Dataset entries
....

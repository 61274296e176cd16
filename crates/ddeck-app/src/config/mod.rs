//! Configuration file parsing for deploy-deck
//!
//! Supports:
//! - `.ddeck/config.toml` - Device polling and compatibility settings

pub mod settings;
pub mod types;

pub use settings::{config_path, init_config_dir, load_settings, CONFIG_FILENAME, DDECK_DIR};
pub use types::*;
//! Device getter: one reconciled device list per call
//!
//! Pulls both snapshots from a [`DeviceSource`], reconciles them and keeps
//! the shared [`ConnectionTimes`] limited to devices that are still connected.

use std::sync::Arc;

use ddeck_core::prelude::*;
use ddeck_core::{reconcile, ConnectedDevice, ConnectionTimes, Device, VirtualDevice};

use crate::checker::{Compatibility, LaunchCompatibilityChecker};
use crate::config::CheckerSettings;
use crate::events::DeviceView;
use crate::source::DeviceSource;

pub struct DevicesGetter<S> {
    source: S,
    times: Arc<ConnectionTimes>,
    checker: Option<LaunchCompatibilityChecker>,
}

impl<S: DeviceSource> DevicesGetter<S> {
    pub fn new(source: S, times: Arc<ConnectionTimes>) -> Self {
        Self {
            source,
            times,
            checker: None,
        }
    }

    /// Configure launch compatibility checking
    ///
    /// Leaves no checker when the settings disable it.
    pub fn init_checker(&mut self, settings: &CheckerSettings) {
        self.checker = LaunchCompatibilityChecker::from_settings(settings);
        debug!("Launch compatibility checker: {:?}", self.checker);
    }

    pub fn checker(&self) -> Option<&LaunchCompatibilityChecker> {
        self.checker.as_ref()
    }

    /// Compatibility of `device`, or `None` when no checker is configured
    pub fn compatibility(&self, device: &Device) -> Option<Compatibility> {
        self.checker.map(|checker| checker.check(device))
    }

    /// Pair each device with its compatibility
    pub fn views(&self, devices: Vec<Device>) -> Vec<DeviceView> {
        devices
            .into_iter()
            .map(|device| DeviceView {
                compatibility: self.compatibility(&device),
                device,
            })
            .collect()
    }

    pub fn connection_times(&self) -> &Arc<ConnectionTimes> {
        &self.times
    }

    pub fn source(&self) -> &S {
        &self.source
    }

    /// Query both sources and return the reconciled device list
    pub async fn get(&self) -> Result<Vec<Device>> {
        let (virtual_devices, connected) = tokio::join!(
            self.source.virtual_devices(),
            self.source.connected_devices()
        );

        let virtual_devices = virtual_devices?;
        let mut connected = connected?;

        Ok(self.get_impl(virtual_devices, &mut connected))
    }

    /// Reconcile the given snapshots and evict keys no longer connected
    ///
    /// `connected` is left holding the devices no AVD claimed.
    pub fn get_impl(
        &self,
        virtual_devices: Vec<VirtualDevice>,
        connected: &mut Vec<ConnectedDevice>,
    ) -> Vec<Device> {
        let devices = reconcile(virtual_devices, connected, &self.times);

        self.times.retain_keys(
            devices
                .iter()
                .filter(|device| device.is_connected())
                .map(Device::key),
        );

        devices
    }
}

#[cfg(test)]
mod tests {
    use super::*;
    use crate::test_utils::StaticDeviceSource;
    use ddeck_core::test_utils::{test_avd, test_emulator, test_physical};
    use ddeck_core::{Clock, FixedClock};

    const NOW: &str = "2018-11-28T01:15:27Z";

    fn getter(source: StaticDeviceSource) -> DevicesGetter<StaticDeviceSource> {
        let clock = Arc::new(FixedClock::parse(NOW).unwrap());
        DevicesGetter::new(source, Arc::new(ConnectionTimes::new(clock)))
    }

    #[tokio::test]
    async fn test_get_reconciles_both_sources() {
        let getter = getter(StaticDeviceSource::new(
            vec![test_avd("Pixel_2_API_Q"), test_avd("Pixel_3_API_Q")],
            vec![
                test_physical("86UX00F4R", "Google Pixel 3"),
                test_emulator("emulator-5554", "Pixel_3_API_Q"),
            ],
        ));

        let devices = getter.get().await.unwrap();

        let now = FixedClock::parse(NOW).unwrap().now();
        let summary: Vec<(&str, bool, Option<_>)> = devices
            .iter()
            .map(|d| (d.name(), d.is_connected(), d.connection_time()))
            .collect();
        assert_eq!(
            summary,
            vec![
                ("Pixel 2 API Q", false, None),
                ("Pixel 3 API Q", true, Some(now)),
                ("Google Pixel 3", true, Some(now)),
            ]
        );
    }

    #[test]
    fn test_get_impl_leaves_unclaimed_devices() {
        let getter = getter(StaticDeviceSource::default());
        let mut connected = vec![
            test_emulator("emulator-5554", "Pixel_3_API_Q"),
            test_physical("86UX00F4R", "Google Pixel 3"),
        ];

        getter.get_impl(vec![test_avd("Pixel_3_API_Q")], &mut connected);

        assert_eq!(connected.len(), 1);
        assert_eq!(connected[0].key(), "86UX00F4R");
    }

    #[tokio::test]
    async fn test_disconnect_evicts_connection_time() {
        let source = StaticDeviceSource::new(
            vec![test_avd("Pixel_3_API_Q")],
            vec![test_emulator("emulator-5554", "Pixel_3_API_Q")],
        );
        let getter = getter(source);

        getter.get().await.unwrap();
        assert!(getter.connection_times().peek("Pixel_3_API_Q").is_some());

        getter.source().set_connected(Vec::new());
        let devices = getter.get().await.unwrap();

        assert!(!devices[0].is_connected());
        assert!(getter.connection_times().is_empty());
    }

    #[tokio::test]
    async fn test_source_error_propagates() {
        let source = StaticDeviceSource::new(vec![test_avd("Pixel_3_API_Q")], Vec::new());
        source.fail_next(Error::process("adb died"));
        let getter = getter(source);

        let result = getter.get().await;

        assert!(matches!(result, Err(Error::Process { .. })));
        // Nothing was reconciled, so nothing was recorded
        assert!(getter.connection_times().is_empty());
    }

    #[test]
    fn test_init_checker() {
        let mut getter = getter(StaticDeviceSource::default());

        getter.init_checker(&CheckerSettings::default());
        assert!(getter.checker().is_none());
        assert_eq!(getter.compatibility(&test_avd("Pixel_3_API_Q").into()), None);

        getter.init_checker(&CheckerSettings { min_api_level: 26 });
        assert_eq!(getter.checker().map(|c| c.min_api_level()), Some(26));
        assert_eq!(
            getter.compatibility(&test_avd("Pixel_3_API_Q").into()),
            Some(Compatibility::Unknown)
        );

        let views = getter.views(vec![test_avd("Pixel_3_API_Q").into()]);
        assert_eq!(views.len(), 1);
        assert_eq!(views[0].compatibility, Some(Compatibility::Unknown));
    }
}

....

- What is needed
Output the records above in their entirety, exactly.

- Exercise answer
repository 61274296e176cd16
filename crates/ddeck-app/src/config/mod.rs
//! Configuration file parsing for deploy-deck
//!
//! Supports:
//! - `.ddeck/config.toml` - Device polling and compatibility settings

pub mod settings;
pub mod types;

pub use settings::{config_path, init_config_dir, load_settings, CONFIG_FILENAME, DDECK_DIR};
pub use types::*;
//! Device getter: one reconciled device list per call
//!
//! Pulls both snapshots from a [`DeviceSource`], reconciles them and keeps
//! the shared [`ConnectionTimes`] limited to devices that are still connected.

use std::sync::Arc;

use ddeck_core::prelude::*;
use ddeck_core::{reconcile, ConnectedDevice, ConnectionTimes, Device, VirtualDevice};

use crate::checker::{Compatibility, LaunchCompatibilityChecker};
use crate::config::CheckerSettings;
use crate::events::DeviceView;
use crate::source::DeviceSource;

pub struct DevicesGetter<S> {
    source: S,
    times: Arc<ConnectionTimes>,
    checker: Option<LaunchCompatibilityChecker>,
}

impl<S: DeviceSource> DevicesGetter<S> {
    pub fn new(source: S, times: Arc<ConnectionTimes>) -> Self {
        Self {
            source,
            times,
            checker: None,
        }
    }

    /// Configure launch compatibility checking
    ///
    /// Leaves no checker when the settings disable it.
    pub fn init_checker(&mut self, settings: &CheckerSettings) {
        self.checker = LaunchCompatibilityChecker::from_settings(settings);
        debug!("Launch compatibility checker: {:?}", self.checker);
    }

    pub fn checker(&self) -> Option<&LaunchCompatibilityChecker> {
        self.checker.as_ref()
    }

    /// Compatibility of `device`, or `None` when no checker is configured
    pub fn compatibility(&self, device: &Device) -> Option<Compatibility> {
        self.checker.map(|checker| checker.check(device))
    }

    /// Pair each device with its compatibility
    pub fn views(&self, devices: Vec<Device>) -> Vec<DeviceView> {
        devices
            .into_iter()
            .map(|device| DeviceView {
                compatibility: self.compatibility(&device),
                device,
            })
            .collect()
    }

    pub fn connection_times(&self) -> &Arc<ConnectionTimes> {
        &self.times
    }

    pub fn source(&self) -> &S {
        &self.source
    }

    /// Query both sources and return the reconciled device list
    pub async fn get(&self) -> Result<Vec<Device>> {
        let (virtual_devices, connected) = tokio::join!(
            self.source.virtual_devices(),
            self.source.connected_devices()
        );

        let virtual_devices = virtual_devices?;
        let mut connected = connected?;

        Ok(self.get_impl(virtual_devices, &mut connected))
    }

    /// Reconcile the given snapshots and evict keys no longer connected
    ///
    /// `connected` is left holding the devices no AVD claimed.
    pub fn get_impl(
        &self,
        virtual_devices: Vec<VirtualDevice>,
        connected: &mut Vec<ConnectedDevice>,
    ) -> Vec<Device> {
        let devices = reconcile(virtual_devices, connected, &self.times);

        self.times.retain_keys(
            devices
                .iter()
                .filter(|device| device.is_connected())
                .map(Device::key),
        );

        devices
    }
}

#[cfg(test)]
mod tests {
    use super::*;
    use crate::test_utils::StaticDeviceSource;
    use ddeck_core::test_utils::{test_avd, test_emulator, test_physical};
    use ddeck_core::{Clock, FixedClock};

    const NOW: &str = "2018-11-28T01:15:27Z";

    fn getter(source: StaticDeviceSource) -> DevicesGetter<StaticDeviceSource> {
        let clock = Arc::new(FixedClock::parse(NOW).unwrap());
        DevicesGetter::new(source, Arc::new(ConnectionTimes::new(clock)))
    }

    #[tokio::test]
    async fn test_get_reconciles_both_sources() {
        let getter = getter(StaticDeviceSource::new(
            vec![test_avd("Pixel_2_API_Q"), test_avd("Pixel_3_API_Q")],
            vec![
                test_physical("86UX00F4R", "Google Pixel 3"),
                test_emulator("emulator-5554", "Pixel_3_API_Q"),
            ],
        ));

        let devices = getter.get().await.unwrap();

        let now = FixedClock::parse(NOW).unwrap().now();
        let summary: Vec<(&str, bool, Option<_>)> = devices
            .iter()
            .map(|d| (d.name(), d.is_connected(), d.connection_time()))
            .collect();
        assert_eq!(
            summary,
            vec![
                ("Pixel 2 API Q", false, None),
                ("Pixel 3 API Q", true, Some(now)),
                ("Google Pixel 3", true, Some(now)),
            ]
        );
    }

    #[test]
    fn test_get_impl_leaves_unclaimed_devices() {
        let getter = getter(StaticDeviceSource::default());
        let mut connected = vec![
            test_emulator("emulator-5554", "Pixel_3_API_Q"),
            test_physical("86UX00F4R", "Google Pixel 3"),
        ];

        getter.get_impl(vec![test_avd("Pixel_3_API_Q")], &mut connected);

        assert_eq!(connected.len(), 1);
        assert_eq!(connected[0].key(), "86UX00F4R");
    }

    #[tokio::test]
    async fn test_disconnect_evicts_connection_time() {
        let source = StaticDeviceSource::new(
            vec![test_avd("Pixel_3_API_Q")],
            vec![test_emulator("emulator-5554", "Pixel_3_API_Q")],
        );
        let getter = getter(source);

        getter.get().await.unwrap();
        assert!(getter.connection_times().peek("Pixel_3_API_Q").is_some());

        getter.source().set_connected(Vec::new());
        let devices = getter.get().await.unwrap();

        assert!(!devices[0].is_connected());
        assert!(getter.connection_times().is_empty());
    }

    #[tokio::test]
    async fn test_source_error_propagates() {
        let source = StaticDeviceSource::new(vec![test_avd("Pixel_3_API_Q")], Vec::new());
        source.fail_next(Error::process("adb died"));
        let getter = getter(source);

        let result = getter.get().await;

        assert!(matches!(result, Err(Error::Process { .. })));
        // Nothing was reconciled, so nothing was recorded
        assert!(getter.connection_times().is_empty());
    }

    #[test]
    fn test_init_checker() {
        let mut getter = getter(StaticDeviceSource::default());

        getter.init_checker(&CheckerSettings::default());
        assert!(getter.checker().is_none());
        assert_eq!(getter.compatibility(&test_avd("Pixel_3_API_Q").into()), None);

        getter.init_checker(&CheckerSettings { min_api_level: 26 });
        assert_eq!(getter.checker().map(|c| c.min_api_level()), Some(26));
        assert_eq!(
            getter.compatibility(&test_avd("Pixel_3_API_Q").into()),
            Some(Compatibility::Unknown)
        );

        let views = getter.views(vec![test_avd("Pixel_3_API_Q").into()]);
        assert_eq!(views.len(), 1);
        assert_eq!(views[0].compatibility, Some(Compatibility::Unknown));
    }
}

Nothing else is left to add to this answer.